I am working through the proof of finding the lipschitz of a continuously differentiable function. Specifically, trying to prove that it is equal to
$Lip(F) = \max \{ \lVert \nabla F(x) \rVert | x \in \Omega \} $
I am able to prove that $Lip(F) \leq \max \{ \lVert \nabla F(x) \rVert | x \in \Omega \} $ but having a hard time understanding the other part of the proof. How do I prove that $Lip(F) \geq \max \{ \lVert \nabla F(x) \rVert | x \in \Omega \} $ so that $Lip(F) = \max \{ \lVert \nabla F(x) \rVert | x \in \Omega \} $ ?
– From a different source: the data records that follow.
//! Encrypting adapter: seals every block before handing it to an inner store.
//!
//! Stored layout (little-endian):
//!
//! ```text
//! [ format version u16 = 1 | nonce (12 B) | ciphertext | GCM tag (16 B) ]
//! ```
//!
//! The block key is authenticated as associated data, so an attacker with
//! write access to the inner store cannot move a valid ciphertext to another
//! key without the load failing with [`BlockStoreError::IntegrityViolation`].

use byteorder::{ByteOrder, LittleEndian};

use super::{BlockStore, BlockStoreError, Result};
use crate::crypto::{self, CryptoError, EncryptionKey};
use crate::key::Key;

pub const ENCRYPTED_FORMAT_VERSION: u16 = 1;
const VERSION_LEN: usize = 2;

pub struct EncryptedBlockStore<B: BlockStore> {
    inner: B,
    key:   EncryptionKey,
}

impl<B: BlockStore> EncryptedBlockStore<B> {
    pub fn new(inner: B, key: EncryptionKey) -> Self {
        Self { inner, key }
    }

    pub fn inner(&self) -> &B {
        &self.inner
    }

    pub fn into_inner(self) -> B {
        self.inner
    }

    fn seal(&self, key: &Key, plaintext: &[u8]) -> Result<Vec<u8>> {
        let sealed = crypto::encrypt(&self.key, plaintext, key.as_bytes())?;
        let mut out = vec![0u8; VERSION_LEN];
        LittleEndian::write_u16(&mut out, ENCRYPTED_FORMAT_VERSION);
        out.extend_from_slice(&sealed);
        Ok(out)
    }

    fn open(&self, key: &Key, stored: &[u8]) -> Result<Vec<u8>> {
        if stored.len() < VERSION_LEN {
            return Err(BlockStoreError::Corrupted {
                key:    *key,
                reason: "missing format version".to_string(),
            });
        }
        let version = LittleEndian::read_u16(&stored[..VERSION_LEN]);
        if version != ENCRYPTED_FORMAT_VERSION {
            return Err(BlockStoreError::UnsupportedFormat { key: *key, version });
        }
        match crypto::decrypt(&self.key, &stored[VERSION_LEN..], key.as_bytes()) {
            Ok(plaintext) => Ok(plaintext),
            Err(CryptoError::DecryptionFailed) => Err(BlockStoreError::IntegrityViolation(*key)),
            Err(e) => Err(BlockStoreError::Corrupted { key: *key, reason: e.to_string() }),
        }
    }
}

impl<B: BlockStore> BlockStore for EncryptedBlockStore<B> {
    fn try_create(&self, key: &Key, data: &[u8]) -> Result<bool> {
        let sealed = self.seal(key, data)?;
        self.inner.try_create(key, &sealed)
    }

    fn load(&self, key: &Key) -> Result<Option<Vec<u8>>> {
        match self.inner.load(key)? {
            Some(stored) => self.open(key, &stored).map(Some),
            None => Ok(None),
        }
    }

    fn store(&self, key: &Key, data: &[u8]) -> Result<()> {
        let sealed = self.seal(key, data)?;
        self.inner.store(key, &sealed)
    }

    fn remove(&self, key: &Key) -> Result<bool> {
        self.inner.remove(key)
    }

    fn num_blocks(&self) -> Result<u64> {
        self.inner.num_blocks()
    }

    fn exists(&self, key: &Key) -> Result<bool> {
        self.inner.exists(key)
    }
}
Hint: The mean value theorem gives one side:
$$|f(x)-f(y)|\leq |f'|_{C^0}|x-y| \implies \operatorname{Lip}(f)\leq |f'|_{C^0}.$$
For the other side it suffices to show that if $c>0$ is such that $|f(x)-f(y)|\leq c\,|x-y|$, then $|f'|_{C^0}\leq c$. Choosing $y=x+h$, and dividing both sides by $|h|$, one obtains
$$\dfrac{|f(x+h)-f(x)|}{|h|}\leq c.$$
One can then take the limit as $h$ goes to zero.